Stored data:
####
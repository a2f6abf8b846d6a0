//! Configuration and constants for the CLI.

use crate::pattern::default_patterns;
use crate::report::SortField;

/// Current JSON report schema version
pub const REPORT_SCHEMA_VERSION: &str = "1.0.0";

/// Multiplier applied to every extracted value unless overridden
pub const DEFAULT_FACTOR: i64 = 1;

/// Factor used by the `-k` shortcut (values counted in 1K blocks)
pub const KILO_FACTOR: i64 = 1024;

// Capture positions used when a pattern has no `k` / `v` named groups
pub const DEFAULT_KEY_GROUP: usize = 2;
pub const DEFAULT_VALUE_GROUP: usize = 1;

/// Whole match + key + value
pub const MIN_CAPTURES: usize = 3;

/// Keys longer than this are cut in text output
pub const KEY_DISPLAY_WIDTH: usize = 80;

/// Source name that stands for standard input
pub const STDIN_SOURCE: &str = "-";

/// Everything the engine and the reporter need for one run.
///
/// Built once (normally from CLI arguments) and passed by reference.
#[derive(Debug, Clone)]
pub struct RunConfig {
    /// Pattern texts, in declaration order
    pub patterns: Vec<String>,

    /// Input sources, `-` or empty for stdin
    pub sources: Vec<String>,

    /// Value multiplier
    pub factor: i64,

    /// Top-N window; values <= 0 disable it
    pub top: i64,

    /// Field used to order rows
    pub sort: SortField,

    /// Flip the sort comparison (and take the head instead of the tail)
    pub reverse: bool,

    /// Lower-case keys before aggregation
    pub lower: bool,

    /// Do not report boxes that collected nothing
    pub skip_empty: bool,

    /// Log and continue on pattern, source and value errors
    pub ignore_errors: bool,

    /// Print box headers and trailing blank lines
    pub verbose: bool,
}

impl Default for RunConfig {
    fn default() -> Self {
        Self {
            patterns: default_patterns(),
            sources: vec![STDIN_SOURCE.to_string()],
            factor: DEFAULT_FACTOR,
            top: -1,
            sort: SortField::Sum,
            reverse: false,
            lower: false,
            skip_empty: false,
            ignore_errors: true,
            verbose: true,
        }
    }
}

impl RunConfig {
    /// Positive window size, if the top-N window is enabled
    pub fn top_limit(&self) -> Option<usize> {
        usize::try_from(self.top).ok().filter(|n| *n > 0)
    }
}
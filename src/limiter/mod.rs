//! Rate-limit decision engine.
//!
//! Five strategies share one outer protocol: read the limiter state under a
//! WATCH, compute the decision, and commit the state update in an atomic
//! MULTI batch only when admitting. A nil EXEC reply means a concurrent
//! writer touched a watched key, so the strategy takes another look. Denials
//! release the watch and write nothing. State for one (strategy, app) pair
//! lives under a hash-tagged key family so a clustered store keeps the
//! multi-key transactions on a single shard.

pub mod fixed_window;
pub mod leaky_bucket;
pub mod sliding_log;
pub mod sliding_window;
pub mod token_bucket;

use crate::error::{GatewayError, GatewayResult};
use crate::kv::KvClient;
use async_trait::async_trait;
use serde::{Deserialize, Serialize};
use std::time::{Duration, SystemTime, UNIX_EPOCH};
use tracing::warn;

pub use fixed_window::FixedWindowLimiter;
pub use leaky_bucket::LeakyBucketLimiter;
pub use sliding_log::SlidingLogLimiter;
pub use sliding_window::SlidingWindowLimiter;
pub use token_bucket::TokenBucketLimiter;

/// Outcome of a rate-limit decision.
#[derive(Debug, Clone, Copy, PartialEq, Eq)]
pub enum Decision {
    Admit,
    Deny,
}

/// One rate-limiting strategy over the shared store.
///
/// Implementations own their key family and mutate state only on admit,
/// inside the optimistic commit.
#[async_trait]
pub trait Limiter: Send + Sync {
    async fn check(&self, app_id: &str) -> GatewayResult<Decision>;
}

/// Per-application limiter configuration, stored as the `rateLimit` JSON
/// field of the application hash.
#[derive(Debug, Clone, PartialEq, Serialize, Deserialize)]
#[serde(tag = "strategy", rename_all = "snake_case")]
pub enum RateLimitConfig {
    FixedWindow {
        window: u64,
        requests: u64,
    },
    SlidingWindow {
        window: u64,
        requests: u64,
    },
    TokenBucket {
        window: u64,
        requests: u64,
        #[serde(default, skip_serializing_if = "Option::is_none")]
        burst: Option<u64>,
        #[serde(rename = "refillRate", default, skip_serializing_if = "Option::is_none")]
        refill_rate: Option<f64>,
    },
    LeakyBucket {
        window: u64,
        requests: u64,
        #[serde(rename = "leakRate", default, skip_serializing_if = "Option::is_none")]
        leak_rate: Option<f64>,
    },
    SlidingLog {
        window: u64,
        requests: u64,
    },
}

impl RateLimitConfig {
    pub fn validate(&self) -> GatewayResult<()> {
        let (window, requests) = match self {
            RateLimitConfig::FixedWindow { window, requests }
            | RateLimitConfig::SlidingWindow { window, requests }
            | RateLimitConfig::SlidingLog { window, requests } => (*window, *requests),
            RateLimitConfig::TokenBucket {
                window,
                requests,
                burst,
                refill_rate,
            } => {
                if let Some(burst) = burst {
                    if *burst == 0 {
                        return Err(GatewayError::Validation(
                            "burst must be greater than 0".to_string(),
                        ));
                    }
                }
                if let Some(rate) = refill_rate {
                    if !(*rate > 0.0) {
                        return Err(GatewayError::Validation(
                            "refillRate must be greater than 0".to_string(),
                        ));
                    }
                }
                (*window, *requests)
            }
            RateLimitConfig::LeakyBucket {
                window,
                requests,
                leak_rate,
            } => {
                if let Some(rate) = leak_rate {
                    if !(*rate > 0.0) {
                        return Err(GatewayError::Validation(
                            "leakRate must be greater than 0".to_string(),
                        ));
                    }
                }
                (*window, *requests)
            }
        };

        if window == 0 {
            return Err(GatewayError::Validation(
                "window must be greater than 0".to_string(),
            ));
        }
        if requests == 0 {
            return Err(GatewayError::Validation(
                "requests must be greater than 0".to_string(),
            ));
        }
        Ok(())
    }

    pub fn strategy_name(&self) -> &'static str {
        match self {
            RateLimitConfig::FixedWindow { .. } => "fixed_window",
            RateLimitConfig::SlidingWindow { .. } => "sliding_window",
            RateLimitConfig::TokenBucket { .. } => "token_bucket",
            RateLimitConfig::LeakyBucket { .. } => "leaky_bucket",
            RateLimitConfig::SlidingLog { .. } => "sliding_log",
        }
    }
}

pub(crate) fn now_millis() -> u64 {
    SystemTime::now()
        .duration_since(UNIX_EPOCH)
        .unwrap_or_default()
        .as_millis() as u64
}

pub(crate) fn now_secs() -> u64 {
    SystemTime::now()
        .duration_since(UNIX_EPOCH)
        .unwrap_or_default()
        .as_secs()
}

/// Routes decisions to the strategy named by the application config.
#[derive(Clone)]
pub struct RateLimitEngine {
    kv: KvClient,
    max_retries: u32,
    retry_delay: Duration,
}

impl RateLimitEngine {
    pub fn new(kv: KvClient, max_retries: u32, retry_delay: Duration) -> Self {
        Self {
            kv,
            max_retries,
            retry_delay,
        }
    }

    /// Decide admit/deny for one request against `config`.
    ///
    /// Optimistic-commit conflicts retry inside the strategy without bound;
    /// cluster redirects retry the whole attempt up to the configured count.
    pub async fn decide(
        &self,
        app_id: &str,
        config: &RateLimitConfig,
    ) -> GatewayResult<Decision> {
        config.validate()?;

        let limiter: Box<dyn Limiter> = match config {
            RateLimitConfig::FixedWindow { window, requests } => {
                Box::new(FixedWindowLimiter::new(self.kv.clone(), *window, *requests))
            }
            RateLimitConfig::SlidingWindow { window, requests } => {
                Box::new(SlidingWindowLimiter::new(self.kv.clone(), *window, *requests))
            }
            RateLimitConfig::TokenBucket {
                requests,
                burst,
                refill_rate,
                ..
            } => Box::new(TokenBucketLimiter::new(
                self.kv.clone(),
                burst.unwrap_or(*requests),
                refill_rate.unwrap_or(1.0),
            )),
            RateLimitConfig::LeakyBucket {
                requests,
                leak_rate,
                ..
            } => Box::new(LeakyBucketLimiter::new(
                self.kv.clone(),
                *requests,
                leak_rate.unwrap_or(1.0),
            )),
            RateLimitConfig::SlidingLog { window, requests } => {
                Box::new(SlidingLogLimiter::new(self.kv.clone(), *window, *requests))
            }
        };

        let mut attempt = 0u32;
        loop {
            match limiter.check(app_id).await {
                Err(GatewayError::StoreRedirect(msg)) if attempt < self.max_retries => {
                    attempt += 1;
                    warn!(
                        app_id,
                        strategy = config.strategy_name(),
                        attempt,
                        error = %msg,
                        "decision hit a cluster redirect, retrying"
                    );
                    tokio::time::sleep(self.retry_delay).await;
                }
                other => return other,
            }
        }
    }
}
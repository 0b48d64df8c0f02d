//! Leaky bucket.
//!
//! State is a hash of `{count, lastLeak}`. The bucket drains in whole units
//! at `leakRate` per second; an admit adds one unit. Leakage uses a floor,
//! so sub-second drain intervals round down (can under-leak at very low
//! rates). `lastLeak` only advances on admit.

use crate::error::{GatewayError, GatewayResult};
use crate::kv::KvClient;
use crate::limiter::{now_millis, Decision, Limiter};
use async_trait::async_trait;
use redis::AsyncCommands;
use std::collections::HashMap;

pub struct LeakyBucketLimiter {
    kv: KvClient,
    requests: u64,
    leak_rate: f64,
}

/// Bucket level at `now` after draining whole units since `last_leak_ms`.
pub(crate) fn leak(count: u64, last_leak_ms: u64, now_ms: u64, rate: f64) -> u64 {
    let elapsed_secs = now_ms.saturating_sub(last_leak_ms) as f64 / 1000.0;
    let drained = (elapsed_secs * rate).floor() as u64;
    count.saturating_sub(drained)
}

pub(crate) fn state_ttl_secs(requests: u64, rate: f64) -> usize {
    2 * (requests as f64 / rate).ceil() as usize
}

fn parse_field(state: &HashMap<String, String>, field: &str) -> GatewayResult<u64> {
    state
        .get(field)
        .ok_or_else(|| GatewayError::Store(format!("leaky bucket missing field: {}", field)))?
        .parse::<u64>()
        .map_err(|_| GatewayError::Store(format!("invalid leaky bucket field: {}", field)))
}

impl LeakyBucketLimiter {
    pub fn new(kv: KvClient, requests: u64, leak_rate: f64) -> Self {
        Self {
            kv,
            requests,
            leak_rate,
        }
    }

    fn bucket_key(&self, app_id: &str) -> String {
        format!("{{leaky:{}}}", app_id)
    }
}

#[async_trait]
impl Limiter for LeakyBucketLimiter {
    async fn check(&self, app_id: &str) -> GatewayResult<Decision> {
        let key = self.bucket_key(app_id);

        loop {
            let mut conn = self.kv.connection().await?;
            redis::cmd("WATCH")
                .arg(&key)
                .query_async::<_, ()>(&mut conn)
                .await?;

            let state: HashMap<String, String> = conn.hgetall(&key).await?;
            let now = now_millis();

            let count = if state.is_empty() {
                0
            } else {
                let stored = parse_field(&state, "count")?;
                let last_leak = parse_field(&state, "lastLeak")?;
                leak(stored, last_leak, now, self.leak_rate)
            };

            if count >= self.requests {
                redis::cmd("UNWATCH").query_async::<_, ()>(&mut conn).await?;
                return Ok(Decision::Deny);
            }

            let mut pipe = redis::pipe();
            pipe.atomic()
                .hset(&key, "count", (count + 1).to_string())
                .ignore()
                .hset(&key, "lastLeak", now.to_string())
                .ignore()
                .expire(&key, state_ttl_secs(self.requests, self.leak_rate) as i64)
                .ignore();

            let committed: Option<()> = pipe.query_async(&mut conn).await?;
            if committed.is_some() {
                return Ok(Decision::Admit);
            }
        }
    }
}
####
== INSTRUCTIONS FOR THE TASK ==
Set down, exactly as written, each line of the data from its opening line through the one containing "value unless overridden". Output nothing more.

== OUTPUT FOR THIS EXERCISE ==
repository a2f6abf8b846d6a0
//! Configuration and constants for the CLI.

use crate::pattern::default_patterns;
use crate::report::SortField;

/// Current JSON report schema version
pub const REPORT_SCHEMA_VERSION: &str = "1.0.0";

/// Multiplier applied to every extracted value unless overridden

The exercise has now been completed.